Chicago mayoral candidate Rahm Emanuel is taking some heat over US immigration policy, with critics and election rivals saying he did not do enough while serving in Washington to push for reforms that would help certain subsets of illegal immigrants.
Specifically, his rivals in the race to replace longtime Chicago Mayor Richard M. Daley say Mr. Emanuel should have done more to push for legislation that would stop deportations of illegal workers whose children are US citizens, on grounds of keeping families together. They also speculate that Emanuel, in his former position as White House chief of staff, could have helped to gain Senate passage of the DREAM Act, a bill aimed at helping young people who were brought to the US as children a pathway to American citizenship. It fell two votes short last month (by which time Emanuel had left the White House).
The backdrop in this mayoral race is the rising clout of Chicago's Hispanic voters. Among the major mayoral candidates, two are Hispanic.
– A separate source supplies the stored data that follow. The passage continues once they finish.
//! Movement resolution.
//!
//! A move is one step in a [`Direction`]. If the opponent stands on the
//! target cell the mover jumps over it, landing one cell further. The cell
//! beyond the opponent is not inspected before the final bounds check, so a
//! jump that would land off the board is rejected like any other
//! out-of-bounds move.

use crate::position::{Direction, Position};

/// Compute where a token at `current` ends up when moved in `direction`.
///
/// Returns `None` if the destination lies outside a `size`x`size` board.
pub fn resolve_move(
    current: Position,
    direction: Direction,
    opponent: Position,
    size: usize,
) -> Option<Position> {
    let mut candidate = current.step(direction);
    if candidate == opponent {
        candidate = candidate.step(direction);
    }
    candidate.is_within_bounds(size).then_some(candidate)
}

/// All destinations reachable from `current` in a single move.
pub fn legal_moves(
    current: Position,
    opponent: Position,
    size: usize,
) -> Vec<(Direction, Position)> {
    Direction::ALL
        .into_iter()
        .filter_map(|dir| resolve_move(current, dir, opponent, size).map(|p| (dir, p)))
        .collect()
}
//! Board geometry, colors and other compile-time defaults.
//!
//! The runtime [`GameConfig`](crate::config::GameConfig) starts from these
//! values and may override the board size and colors.
//!
//! # Board Size Configuration
//!
//! The default board size is controlled by Cargo features:
//! - `board9x9` (default): 9x9 board
//! - `board13x13`: 13x13 board
//!
//! ```sh
//! cargo build                                              # 9x9 (default)
//! cargo build --no-default-features --features board13x13  # 13x13
//! ```

// =============================================================================
// Board Geometry
// =============================================================================

/// Default board size (NxN).
#[cfg(feature = "board9x9")]
pub const N: usize = 9;

#[cfg(feature = "board13x13")]
pub const N: usize = 13;

// Compile-time check: exactly one board size feature must be enabled
#[cfg(all(feature = "board9x9", feature = "board13x13"))]
compile_error!("Cannot enable both 'board9x9' and 'board13x13' features at the same time");

#[cfg(not(any(feature = "board9x9", feature = "board13x13")))]
compile_error!("Must enable exactly one board size feature: 'board9x9' or 'board13x13'");

/// Smallest board on which both players fit on distinct rows.
pub const MIN_BOARD_SIZE: usize = 2;

/// Largest board accepted by the runtime configuration.
pub const MAX_BOARD_SIZE: usize = 256;

/// Canvas width in pixels that hosts lay the board out on.
pub const CANVAS_WIDTH: u32 = 600;

/// Canvas height in pixels.
pub const CANVAS_HEIGHT: u32 = 600;

// =============================================================================
// Colors (0xRRGGBB)
// =============================================================================

/// Light and dark squares of the checkerboard, indexed by `(row + column) % 2`.
pub const BOARD_COLORS: [u32; 2] = [0xeeeed2, 0x769656];

/// Token colors of the first and second player.
pub const PLAYER_COLORS: [u32; 2] = [0xff0000, 0x0000ff];

// =============================================================================
// Text Rendering
// =============================================================================

/// Glyph for a light square.
pub const GLYPH_LIGHT: char = '.';

/// Glyph for a dark square.
pub const GLYPH_DARK: char = ':';

/// Glyphs for the first and second player's tokens.
pub const GLYPH_PLAYERS: [char; 2] = ['R', 'B'];

// =============================================================================
// Random Walk
// =============================================================================

/// Default number of moves played by the demo random walk.
pub const WALK_STEPS: usize = 40;

/// Default seed for the demo random walk.
pub const WALK_SEED: u64 = 1;
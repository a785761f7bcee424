//! Keyboard mapping.
//!
//! The first player steers with `w a s d`, the second with `i j k l`.
//! Keys are matched case-insensitively; any other key is ignored.

use crate::player::Side;
use crate::position::Direction;

/// Translate a key press into the player and direction it controls.
pub fn key_to_command(key: char) -> Option<(Side, Direction)> {
    let cmd = match key.to_ascii_lowercase() {
        'w' => (Side::First, Direction::Up),
        's' => (Side::First, Direction::Down),
        'a' => (Side::First, Direction::Left),
        'd' => (Side::First, Direction::Right),
        'i' => (Side::Second, Direction::Up),
        'k' => (Side::Second, Direction::Down),
        'j' => (Side::Second, Direction::Left),
        'l' => (Side::Second, Direction::Right),
        _ => return None,
    };
    Some(cmd)
}
//! The two players and their tokens.

use std::fmt;
use std::str::FromStr;

use crate::constants::{GLYPH_PLAYERS, PLAYER_COLORS};
use crate::error::ParseSideError;
use crate::movement::resolve_move;
use crate::position::{Direction, Position};

/// Which of the two players.
#[derive(Debug, Clone, Copy, PartialEq, Eq, Hash)]
pub enum Side {
    First,
    Second,
}

impl Side {
    pub const BOTH: [Side; 2] = [Side::First, Side::Second];

    /// Get the other player
    pub fn other(self) -> Side {
        match self {
            Side::First => Side::Second,
            Side::Second => Side::First,
        }
    }

    pub fn index(self) -> usize {
        match self {
            Side::First => 0,
            Side::Second => 1,
        }
    }

    /// Get player name for display
    pub fn name(self) -> &'static str {
        match self {
            Side::First => "red",
            Side::Second => "blue",
        }
    }

    pub fn glyph(self) -> char {
        GLYPH_PLAYERS[self.index()]
    }
}

impl fmt::Display for Side {
    fn fmt(&self, f: &mut fmt::Formatter<'_>) -> fmt::Result {
        f.write_str(self.name())
    }
}

impl FromStr for Side {
    type Err = ParseSideError;

    fn from_str(s: &str) -> Result<Self, Self::Err> {
        match s.to_ascii_lowercase().as_str() {
            "red" | "1" => Ok(Side::First),
            "blue" | "2" => Ok(Side::Second),
            _ => Err(ParseSideError(s.to_string())),
        }
    }
}

/// A player token on the board.
#[derive(Debug, Clone, PartialEq, Eq)]
pub struct Player {
    side: Side,
    color: u32,
    position: Position,
}

impl Player {
    /// Create a player using the default color for `side`.
    pub fn new(side: Side, position: Position) -> Self {
        Self::with_color(side, PLAYER_COLORS[side.index()], position)
    }

    pub fn with_color(side: Side, color: u32, position: Position) -> Self {
        Self {
            side,
            color,
            position,
        }
    }

    pub fn side(&self) -> Side {
        self.side
    }

    /// Token color (0xRRGGBB).
    pub fn color(&self) -> u32 {
        self.color
    }

    pub fn position(&self) -> Position {
        self.position
    }

    /// Move one step in `direction`, jumping over `opponent` if it is in the way.
    ///
    /// On success the player's position is replaced and the new position is
    /// returned. A rejected move leaves the player where it was.
    pub fn attempt_move(
        &mut self,
        direction: Direction,
        opponent: Position,
        size: usize,
    ) -> Option<Position> {
        let next = resolve_move(self.position, direction, opponent, size)?;
        self.position = next;
        Some(next)
    }

    /// Put the token back on `position` without any move checks.
    pub(crate) fn place(&mut self, position: Position) {
        self.position = position;
    }
}
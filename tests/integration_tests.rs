//! Integration tests for gridchase.
//!
//! These drive the public API: pure move resolution, the player/session
//! state changes built on it, and the text protocol end to end.

use fastrand::Rng;

use gridchase::config::GameConfig;
use gridchase::constants::{MAX_BOARD_SIZE, N};
use gridchase::game::GameSession;
use gridchase::movement::resolve_move;
use gridchase::player::{Player, Side};
use gridchase::playout::random_walk;
use gridchase::position::{Direction, Position};
use gridchase::protocol::CommandLoop;

// =============================================================================
// Helper functions
// =============================================================================

/// A position that is never adjacent to the cells under test.
fn far_away(size: usize) -> Position {
    Position::new(size as i32 + 10, size as i32 + 10)
}

/// Whether `pos` touches the board edge that `direction` points at.
fn on_leading_edge(pos: Position, direction: Direction, size: usize) -> bool {
    let last = size as i32 - 1;
    match direction {
        Direction::Up => pos.row == 0,
        Direction::Down => pos.row == last,
        Direction::Left => pos.column == 0,
        Direction::Right => pos.column == last,
    }
}

fn all_cells(size: usize) -> impl Iterator<Item = Position> {
    let s = size as i32;
    (0..s).flat_map(move |r| (0..s).map(move |c| Position::new(r, c)))
}

// =============================================================================
// Move resolution
// =============================================================================

#[test]
fn test_interior_moves_take_one_step() {
    for size in 2..=9 {
        let opponent = far_away(size);
        for pos in all_cells(size) {
            for dir in Direction::ALL {
                if on_leading_edge(pos, dir, size) {
                    continue;
                }
                assert_eq!(
                    resolve_move(pos, dir, opponent, size),
                    Some(pos.step(dir)),
                    "size {size} from {pos} moving {dir}"
                );
            }
        }
    }
}

#[test]
fn test_edge_moves_are_rejected() {
    for size in 2..=9 {
        let opponent = far_away(size);
        for pos in all_cells(size) {
            for dir in Direction::ALL {
                if on_leading_edge(pos, dir, size) {
                    assert_eq!(resolve_move(pos, dir, opponent, size), None);
                }
            }
        }
    }
}

#[test]
fn test_overtake_examples() {
    assert_eq!(
        resolve_move(Position::new(2, 4), Direction::Up, Position::new(1, 4), 9),
        Some(Position::new(0, 4))
    );
    assert_eq!(
        resolve_move(Position::new(1, 4), Direction::Up, Position::new(0, 4), 9),
        None
    );
    assert_eq!(
        resolve_move(Position::new(4, 4), Direction::Right, Position::new(7, 7), 9),
        Some(Position::new(4, 5))
    );
}

#[test]
fn test_overtake_in_every_direction() {
    let center = Position::new(4, 4);
    for dir in Direction::ALL {
        let opponent = center.step(dir);
        assert_eq!(
            resolve_move(center, dir, opponent, 9),
            Some(opponent.step(dir)),
            "jumping {dir}"
        );
    }
}

#[test]
fn test_resolve_move_is_pure() {
    let current = Position::new(3, 3);
    let opponent = Position::new(3, 4);
    let first = resolve_move(current, Direction::Right, opponent, 9);
    let second = resolve_move(current, Direction::Right, opponent, 9);
    assert_eq!(first, second);
    assert_eq!(current, Position::new(3, 3));
    assert_eq!(opponent, Position::new(3, 4));
}

// =============================================================================
// Players and sessions
// =============================================================================

#[test]
fn test_player_round_trip() {
    let opponent = Position::new(8, 8);
    let start = Position::new(4, 4);
    let mut player = Player::new(Side::First, start);
    assert!(player.attempt_move(Direction::Up, opponent, 9).is_some());
    assert!(player.attempt_move(Direction::Down, opponent, 9).is_some());
    assert_eq!(player.position(), start);
}

#[test]
fn test_default_session_uses_compiled_size() {
    let session = GameSession::new(GameConfig::default()).unwrap();
    assert_eq!(session.board().size(), N);
    assert_eq!(
        session.position(Side::First),
        Position::new(0, (N / 2) as i32)
    );
    assert_eq!(
        session.position(Side::Second),
        Position::new(N as i32 - 1, (N / 2) as i32)
    );
}

#[test]
fn test_head_on_approach_then_jump() {
    let mut session = GameSession::new(GameConfig::with_size(5)).unwrap();
    // red (0,2) and blue (4,2) close in on each other.
    session.attempt_move(Side::First, Direction::Down).unwrap();
    session.attempt_move(Side::Second, Direction::Up).unwrap();
    assert_eq!(session.position(Side::First), Position::new(1, 2));
    assert_eq!(session.position(Side::Second), Position::new(3, 2));
    session.attempt_move(Side::First, Direction::Down).unwrap();
    // blue now faces red at (2,2) and jumps to (1,2).
    let got = session.attempt_move(Side::Second, Direction::Up).unwrap();
    assert_eq!(got, Some(Position::new(1, 2)));
}

#[test]
fn test_players_never_share_a_cell() {
    for seed in 0..20 {
        let mut session = GameSession::new(GameConfig::with_size(3)).unwrap();
        let mut rng = Rng::with_seed(seed);
        for _ in 0..50 {
            random_walk(&mut session, 1, &mut rng);
            assert_ne!(
                session.position(Side::First),
                session.position(Side::Second),
                "seed {seed}"
            );
        }
    }
}

#[test]
fn test_config_file_round_trip() {
    let dir = std::env::temp_dir().join(format!("gridchase-test-{}", std::process::id()));
    std::fs::create_dir_all(&dir).unwrap();
    let path = dir.join("game.toml");
    std::fs::write(&path, "board_size = 7\nenforce_turns = true\n").unwrap();

    let config = GameConfig::load(&path).unwrap();
    assert_eq!(config.board_size, 7);
    let mut session = GameSession::new(config).unwrap();
    assert!(session.attempt_move(Side::Second, Direction::Up).is_err());
    assert!(session.attempt_move(Side::First, Direction::Down).is_ok());

    std::fs::remove_dir_all(&dir).unwrap();
}

#[test]
fn test_session_refuses_degenerate_boards() {
    // A 1x1 board would put both players on the same cell.
    assert!(GameSession::new(GameConfig::with_size(1)).is_err());
    assert!(GameSession::new(GameConfig::with_size(0)).is_err());
}

#[test]
fn test_session_refuses_oversized_boards() {
    assert!(GameSession::new(GameConfig::with_size(MAX_BOARD_SIZE + 1)).is_err());
    assert!(GameSession::new(GameConfig::with_size(i32::MAX as usize)).is_err());
    let session = GameSession::new(GameConfig::with_size(MAX_BOARD_SIZE)).unwrap();
    assert_eq!(session.board().cells().count(), MAX_BOARD_SIZE * MAX_BOARD_SIZE);
}

// =============================================================================
// Text protocol
// =============================================================================

#[test]
fn test_protocol_session() {
    let mut driver = CommandLoop::new(GameSession::new(GameConfig::with_size(5)).unwrap());
    let input = "\
10 keys ssss
11 keys i
12 where
13 move red left
14 cell 4 4
15 cell 5 0
";
    let mut out = Vec::new();
    driver.run(input.as_bytes(), &mut out).unwrap();
    let out = String::from_utf8(out).unwrap();
    let lines: Vec<&str> = out.lines().filter(|l| !l.is_empty()).collect();
    // red walks down to (3,2); blue at (4,2) cannot be jumped from there
    // because the cell beyond is off the board.
    assert_eq!(lines[0], "=10 red 3 2 blue 4 2 rejected 1");
    // blue at (4,2) moving up jumps red at (3,2) and lands on (2,2).
    assert_eq!(lines[1], "=11 red 3 2 blue 2 2 rejected 0");
    assert_eq!(lines[2], "=12 red 3 2 blue 2 2");
    assert_eq!(lines[3], "=13 3 1");
    assert_eq!(lines[4], "=14 light #eeeed2");
    assert!(lines[5].starts_with("?15 "));
    assert_eq!(driver.session().move_count(), 5);
}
The conventional political wisdom is that, in splitting their community, neither will win, but many analysts expect the Latino vote could be kingmaker in the likely event of a two-person run-off contest after the Feb. 22 election.
On the day before his immigration critics spoke out, Emanuel had announced his plan to launch a local version of the DREAM Act, which would make undocumented students between the ages of 12 and 25 eligible for low-interest college loans.
“Just because Congress has yet to pass the DREAM Act doesn't mean we will wait for progress in Chicago,” he said in a statement.
The next day, he came under fire from US Rep. Luis Gutierrez (D) of Illinois, a national immigration rights advocate who is endorsing Gery Chico for mayor. Mr. Gutierrez charged that back in 2005, when Emanuel was chairman of the Democratic Congressional Campaign Committee, he recommended that moderate House Democrats facing close races the next year go ahead and vote for a tough immigration bill – one that was unpopular with much of the Latino community. Sponsored by Rep. James Sensenbrenner (R) of Wisconsin, the legislation called for construction of more border fence and gave local law-enforcement officials greater incentive to check immigration status of offenders and to turn them over to federal authorities. The House approved the bill and, though it stalled in the Senate, the legislation fanned an already-hot immigration debate and prompted pro-immigrant protests across the US.
Stumping for Mr. Chico on Friday at a candidate forum hosted by the Illinois Coalition of Immigrant and Refugee Rights, Representative Gutierrez said, “the DREAM kid needed something [Emanuel] could have afforded him – somebody who stood up for them and said no to Sensenbrenner … we could have defeated the Sensenbrenner bill.”
Also at the forum, Claudio Holzer, a Roman Catholic priest who represented a local woman whose deportation in 2005 was met with massive protests from Chicago’s Hispanic community, criticized Emanuel for not intervening on her behalf. “Rahm Emanuel didn’t move one finger for her,” said Father Holzer.
Earlier that day, at a debate sponsored by the Chicago Tribune’s editorial board, Emanuel defended his immigration record, saying he supported the DREAM Act and that, while in the White House, he was responsible for pulling “a bipartisan meeting together with Democrats and Republicans in the House to say, ‘How do we make progress?' ”
Immigration reform is a hot topic in Chicago, where the Hispanic population has jumped 3 percentage points between 2000 and 2009 to make up one-quarter of total residents, according to the US Census Bureau. On Thursday, the Chicago City Council passed a resolution urging President Obama to use his executive powers to stop deportations of undocumented workers if it separates them from their families.
Hispanics represent 15 percent of Chicago’s 1.5 million registered voters, according to city election officials. With their clout at the ballot box rising, they are being avidly courted by major candidates ahead of the mayoral election.
Emanuel's immigration reform credentials have been discredited by several candidates, among them Mr. Chico, a former Chicago schools president and chief of staff to Mayor Daley; former US Sen. Carol Moseley Braun; and Miguel del Valle, the city’s clerk and a former state senator.
Chico is Mexican-American and emphasizes his neighborhood roots on the Southwest Side, which is predominantly Latino. Mr. del Valle has stressed his life story as a child immigrant from Puerto Rico who became Illinois’s first Hispanic state senator in 1987. With two Hispanic candidates to choose from, the Latino vote is expected to be divided – some would say diluted. Neither candidate gives any indication of dropping out to try to solidify the Hispanic vote and lift the chances that a Hispanic might win the mayor's seat.
Hispanic voters are largely undecided, according to a Chicago Tribune/WGN poll conducted in December. Thirty-six percent of Hispanics polled did not declare support for a single candidate. Emanuel was the top choice among those who did, with 27 percent. Del Valle was next with 14 percent, and Chico had 12 percent.